Work instruction:
Each line from the one holding "pub struct SchemaDeclaration" through the final line of the data below is to be given again exactly, and no other line is to appear.

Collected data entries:
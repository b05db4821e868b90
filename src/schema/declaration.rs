//! Schema declaration loading
//!
//! A declaration enumerates every collection and singleton definition.
//! It is either built in code (see `site::site_schema`) or read from a
//! JSON file at startup. Unreadable or malformed files are FATAL.

use std::fs;
use std::path::Path;

use serde::{Deserialize, Serialize};

use super::definition::{CollectionDefinition, SingletonDefinition};
use super::errors::{SchemaError, SchemaResult};

/// Every definition consumed by the registry at boot
#[derive(Debug, Clone, Default, PartialEq, Serialize, Deserialize)]
pub struct SchemaDeclaration {
    #[serde(default)]
    pub collections: Vec<CollectionDefinition>,
    #[serde(default)]
    pub singletons: Vec<SingletonDefinition>,
}

impl SchemaDeclaration {
    /// Loads a declaration from a JSON file.
    pub fn load(path: &Path) -> SchemaResult<Self> {
        let content = fs::read_to_string(path).map_err(|e| {
            SchemaError::malformed(
                path.display().to_string(),
                format!("Failed to read file: {}", e),
            )
        })?;

        Self::from_json(&content)
            .map_err(|e| SchemaError::malformed(path.display().to_string(), e.message().to_string()))
    }

    /// Parses a declaration from JSON text.
    pub fn from_json(content: &str) -> SchemaResult<Self> {
        serde_json::from_str(content)
            .map_err(|e| SchemaError::malformed("<inline>", format!("Invalid JSON: {}", e)))
    }

    /// Serializes the declaration as pretty JSON.
    pub fn to_json(&self) -> SchemaResult<String> {
        serde_json::to_string_pretty(self)
            .map_err(|e| SchemaError::malformed("<in-memory>", format!("Failed to serialize: {}", e)))
    }
}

Response:
pub struct SchemaDeclaration {
    #[serde(default)]
    pub collections: Vec<CollectionDefinition>,
    #[serde(default)]
    pub singletons: Vec<SingletonDefinition>,
}

impl SchemaDeclaration {
    /// Loads a declaration from a JSON file.
    pub fn load(path: &Path) -> SchemaResult<Self> {
        let content = fs::read_to_string(path).map_err(|e| {
            SchemaError::malformed(
                path.display().to_string(),
                format!("Failed to read file: {}", e),
            )
        })?;

        Self::from_json(&content)
            .map_err(|e| SchemaError::malformed(path.display().to_string(), e.message().to_string()))
    }

    /// Parses a declaration from JSON text.
    pub fn from_json(content: &str) -> SchemaResult<Self> {
        serde_json::from_str(content)
            .map_err(|e| SchemaError::malformed("<inline>", format!("Invalid JSON: {}", e)))
    }

    /// Serializes the declaration as pretty JSON.
    pub fn to_json(&self) -> SchemaResult<String> {
        serde_json::to_string_pretty(self)
            .map_err(|e| SchemaError::malformed("<in-memory>", format!("Failed to serialize: {}", e)))
    }
}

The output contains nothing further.